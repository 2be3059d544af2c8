//! Error types for the chaser-tc library.

use thiserror::Error;

/// Main error type for the chaser-tc library.
///
/// Recoverable per-stage conditions (low-quality sprite, empty detection,
/// degenerate assignment, rejected submission) are not errors; they are
/// [`crate::models::AttemptOutcome`] values consumed by the retry loop.
/// This enum covers the unrecoverable cases that abort the solve.
#[derive(Error, Debug)]
pub enum TuringError {
    /// HTTP request failed
    #[error("HTTP request failed: {0}")]
    Http(#[from] rquest::Error),

    /// Browser driver call failed
    #[error("Page driver error: {0}")]
    Driver(String),

    /// Image decoding or processing error
    #[error("Image processing error: {0}")]
    ImageProcessing(String),

    /// Recognition model error
    #[error("Recognition error: {0}")]
    Recognition(String),

    /// All attempts exhausted without the challenge being accepted
    #[error("Captcha not solved after {attempts} attempts")]
    RetriesExhausted { attempts: u32 },

    /// JSON parsing error
    #[error("JSON parsing error: {0}")]
    Json(#[from] serde_json::Error),

    /// IO error
    #[error("IO error: {0}")]
    Io(#[from] std::io::Error),

    /// Regex error
    #[error("Regex error: {0}")]
    Regex(#[from] regex::Error),
}

/// Result type alias for chaser-tc operations.
pub type Result<T> = std::result::Result<T, TuringError>;
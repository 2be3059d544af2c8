//! # chaser-tc
//!
//! A Rust solver for the Tencent turing "click the matching icons" captcha.
//!
//! ## How it works
//!
//! The engine resolves click targets through a layered vision pipeline:
//!
//! 1. **Acquire**: locate and download the challenge background and the
//!    three-icon instruction sprite, with retry and payload validation.
//! 2. **Quality gate**: classify each sprite slice and bail out early on
//!    the near-blank placeholders the service sometimes serves.
//! 3. **Detect**: run the object-detection model over the background,
//!    prune overlapping boxes with area-ranked NMS, and keep a
//!    whole-image multi-scale template match per icon as a recovery
//!    signal.
//! 4. **Score**: fuse keypoint-match ratio with multi-scale normalized
//!    template correlation for every (icon, candidate) pair.
//! 5. **Assign**: greedy global assignment so two icons never silently
//!    claim the same box, with an explicit low-confidence fallback.
//! 6. **Click & verify**: scale-convert the targets into element space,
//!    dispatch jittered synthetic pointer sequences, submit, and check
//!    the verdict, refreshing and retrying on failure.
//!
//! ## Integration points
//!
//! The crate talks to the outside world through three small traits and
//! never depends on a concrete browser, model runtime, or push channel:
//!
//! - [`page::PageDriver`]: element lookup, attributes, script injection.
//! - [`recognize::Recognizer`]: `classify` and `detect`. An ONNX Runtime
//!   implementation ships behind the `onnx` feature.
//! - [`notify::Notifier`]: terminal (title, body) notifications.
//!
//! ## Quick start
//!
//! ```ignore
//! use chaser_tc::{page, Turing};
//! use std::time::Duration;
//!
//! let frame = page::find_captcha_frame(&my_page, Duration::from_secs(10))
//!     .await?
//!     .expect("captcha iframe present");
//!
//! let mut solver = Turing::builder(frame, my_recognizer).build()?;
//! let report = solver.solve().await?;
//! println!("solved in {} attempts", report.attempts);
//! ```

// Allow missing docs for internal types for now
#![allow(missing_docs)]

pub mod client;
pub mod error;
pub mod fetch;
pub mod models;
pub mod notify;
pub mod page;
pub mod pointer;
pub mod recognize;
pub mod vision;

// Re-exports for convenience
pub use client::{Turing, TuringBuilder};
pub use error::{Result, TuringError};
pub use models::{AttemptOutcome, SolveReport, SolverConfig};

#[cfg(test)]
mod tests {
    use super::*;

    #[test]
    fn default_config_is_consistent() {
        let config = SolverConfig::default();
        assert!(config.min_similarity > 0.0 && config.min_similarity < 1.0);
        assert!(config.nms_iou > 0.0 && config.nms_iou < 1.0);
        assert!(config.nms_max_keep >= models::ICON_COUNT);
        assert!(config.max_attempts >= 1);
        assert!(config.template_scales.contains(&1.0));
    }
}
//! Pointer-action planning and synthetic event dispatch.
//!
//! Detected coordinates live in background-image pixel space; the element
//! on screen is scaled, so every click is converted through
//! `offset + detected / raw · display`, clamped away from the element
//! edges, and jittered by 1–2 px so repeated solves never land on the
//! exact same pixel.

use rand::Rng;
use std::time::Duration;

use crate::error::Result;
use crate::models::{Assignment, ClickPlan, PlannedClick};
use crate::page::PageDriver;

/// Pixels kept clear of the element edges.
const EDGE_MARGIN_LOW: i64 = 2;
const EDGE_MARGIN_HIGH: i64 = 3;

/// Convert one detected coordinate into the displayed element's space.
///
/// The result is clamped to `[2, display − 3]`; a click on the exact edge
/// of the element is swallowed by the page, so the margin is part of the
/// contract.
pub fn to_display(detected: u32, raw_dim: u32, display_dim: f64, offset: f64) -> i64 {
    let scaled = if raw_dim == 0 {
        offset
    } else {
        offset + detected as f64 / raw_dim as f64 * display_dim
    };
    let upper = ((display_dim.round() as i64) - EDGE_MARGIN_HIGH).max(EDGE_MARGIN_LOW);
    (scaled as i64).clamp(EDGE_MARGIN_LOW, upper)
}

/// Turn an assignment into the ordered click sequence.
///
/// Zero-confidence targets are dropped: a click with no evidence behind it
/// is worse than an omission, since the verifier scores wrong clicks
/// against the submission.
pub fn plan_clicks<R: Rng>(
    assignment: &Assignment,
    raw: (u32, u32),
    display: (f64, f64),
    rng: &mut R,
) -> ClickPlan {
    let mut clicks = Vec::new();
    let mut targets = assignment.targets.clone();
    targets.sort_by_key(|t| t.icon_index);

    for t in &targets {
        if t.similarity <= 0.0 {
            tracing::warn!(icon = t.icon_index, "zero-confidence target skipped");
            continue;
        }
        let x = to_display(t.center.0, raw.0, display.0, 0.0) + rng.gen_range(1..=2);
        let y = to_display(t.center.1, raw.1, display.1, 0.0) + rng.gen_range(1..=2);
        clicks.push(PlannedClick {
            icon_index: t.icon_index,
            x,
            y,
        });
    }
    ClickPlan { clicks }
}

/// Random positions inside the display area, used when resolution failed
/// outright and a blind submission is still preferred over none.
pub fn random_clicks<R: Rng>(display: (f64, f64), count: usize, rng: &mut R) -> ClickPlan {
    let clamp_range = |dim: f64| {
        let hi = (dim as i64 - 50).max(51);
        50..hi.max(52)
    };
    let clicks = (0..count)
        .map(|i| PlannedClick {
            icon_index: i + 1,
            x: rng.gen_range(clamp_range(display.0)),
            y: rng.gen_range(clamp_range(display.1)),
        })
        .collect();
    ClickPlan { clicks }
}

/// Synthetic pointer-event sequence at an element-relative position.
///
/// Dispatching through injected script rather than a driver-level click
/// keeps the event coordinates identical regardless of how the automation
/// backend interprets offset origins.
pub fn pointer_script(element_id: &str, x: i64, y: i64) -> String {
    format!(
        r#"var e=document.getElementById('{id}');
if(e){{
  var r=e.getBoundingClientRect();
  var cx=Math.round(r.left+{x});
  var cy=Math.round(r.top+{y});
  ['mousemove','mousedown','mouseup','click'].forEach(function(t){{
    e.dispatchEvent(new MouseEvent(t,{{bubbles:true,cancelable:true,view:window,clientX:cx,clientY:cy}}));
  }});
}}"#,
        id = element_id,
        x = x,
        y = y
    )
}

/// Dispatch a click plan against the element, pacing clicks to mimic a
/// human working through the icons.
pub async fn dispatch<P: PageDriver>(
    page: &P,
    element_id: &str,
    plan: &ClickPlan,
    delay: Duration,
) -> Result<()> {
    for click in &plan.clicks {
        tracing::info!(
            icon = click.icon_index,
            x = click.x,
            y = click.y,
            "dispatching pointer sequence"
        );
        page.run_script(&pointer_script(element_id, click.x, click.y))
            .await?;
        tokio::time::sleep(delay).await;
    }
    Ok(())
}

#[cfg(test)]
mod tests {
    use super::*;
    use crate::models::AssignedTarget;
    use rand::rngs::StdRng;
    use rand::SeedableRng;

    #[test]
    fn to_display_stays_inside_margins() {
        let (raw_w, disp_w) = (672u32, 340.0f64);
        for detected in [0u32, 1, 100, 336, 671, 672] {
            let x = to_display(detected, raw_w, disp_w, 0.0);
            assert!((2..=337).contains(&x), "x {} out of range", x);
        }
    }

    #[test]
    fn to_display_edge_cases() {
        // Top-left corner pins to the low margin.
        assert_eq!(to_display(0, 672, 340.0, 0.0), 2);
        // Bottom-right corner pins to the high margin.
        assert_eq!(to_display(672, 672, 340.0, 0.0), 337);
    }

    #[test]
    fn to_display_scales_linearly() {
        // Halfway through the raw image lands halfway across the display.
        assert_eq!(to_display(336, 672, 340.0, 0.0), 170);
    }

    #[test]
    fn to_display_applies_offset() {
        assert_eq!(to_display(336, 672, 300.0, 10.0), 160);
    }

    fn target(icon: usize, sim: f64) -> AssignedTarget {
        AssignedTarget {
            icon_index: icon,
            similarity: sim,
            center: (100, 100),
            candidate_id: Some(icon),
            low_confidence: false,
        }
    }

    #[test]
    fn plan_skips_zero_confidence_targets() {
        let assignment = Assignment {
            targets: vec![target(1, 0.0), target(2, 0.0), target(3, 0.0)],
        };
        let mut rng = StdRng::seed_from_u64(1);
        let plan = plan_clicks(&assignment, (672, 480), (340.0, 240.0), &mut rng);
        assert!(plan.clicks.is_empty());
    }

    #[test]
    fn plan_preserves_icon_order() {
        let assignment = Assignment {
            targets: vec![target(3, 0.5), target(1, 0.9), target(2, 0.7)],
        };
        let mut rng = StdRng::seed_from_u64(2);
        let plan = plan_clicks(&assignment, (672, 480), (340.0, 240.0), &mut rng);
        let order: Vec<usize> = plan.clicks.iter().map(|c| c.icon_index).collect();
        assert_eq!(order, vec![1, 2, 3]);
    }

    #[test]
    fn plan_jitter_stays_within_two_pixels_of_clamped_point() {
        let assignment = Assignment {
            targets: vec![target(1, 0.9)],
        };
        let mut rng = StdRng::seed_from_u64(3);
        let plan = plan_clicks(&assignment, (672, 480), (340.0, 240.0), &mut rng);
        let base_x = to_display(100, 672, 340.0, 0.0);
        let base_y = to_display(100, 480, 240.0, 0.0);
        let c = plan.clicks[0];
        assert!((c.x - base_x) >= 1 && (c.x - base_x) <= 2);
        assert!((c.y - base_y) >= 1 && (c.y - base_y) <= 2);
    }

    #[test]
    fn random_clicks_land_inside_safe_area() {
        let mut rng = StdRng::seed_from_u64(4);
        let plan = random_clicks((340.0, 240.0), 3, &mut rng);
        assert_eq!(plan.clicks.len(), 3);
        for c in &plan.clicks {
            assert!((50..=290).contains(&c.x));
            assert!((50..=190).contains(&c.y));
        }
    }

    #[test]
    fn pointer_script_embeds_target() {
        let js = pointer_script("slideBg", 123, 45);
        assert!(js.contains("slideBg"));
        assert!(js.contains("r.left+123"));
        assert!(js.contains("r.top+45"));
        assert!(js.contains("mousedown"));
    }
}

= = = = =

> **What to work on**:
Using the records above, set down exactly the lines from the one with "use rand::Rng;" through the one with "let scaled = if", inclusive, and nothing more.

> **Task output**:
use rand::Rng;
use std::time::Duration;

use crate::error::Result;
use crate::models::{Assignment, ClickPlan, PlannedClick};
use crate::page::PageDriver;

/// Pixels kept clear of the element edges.
const EDGE_MARGIN_LOW: i64 = 2;
const EDGE_MARGIN_HIGH: i64 = 3;

/// Convert one detected coordinate into the displayed element's space.
///
/// The result is clamped to `[2, display − 3]`; a click on the exact edge
/// of the element is swallowed by the page, so the margin is part of the
/// contract.
pub fn to_display(detected: u32, raw_dim: u32, display_dim: f64, offset: f64) -> i64 {
    let scaled = if raw_dim == 0 {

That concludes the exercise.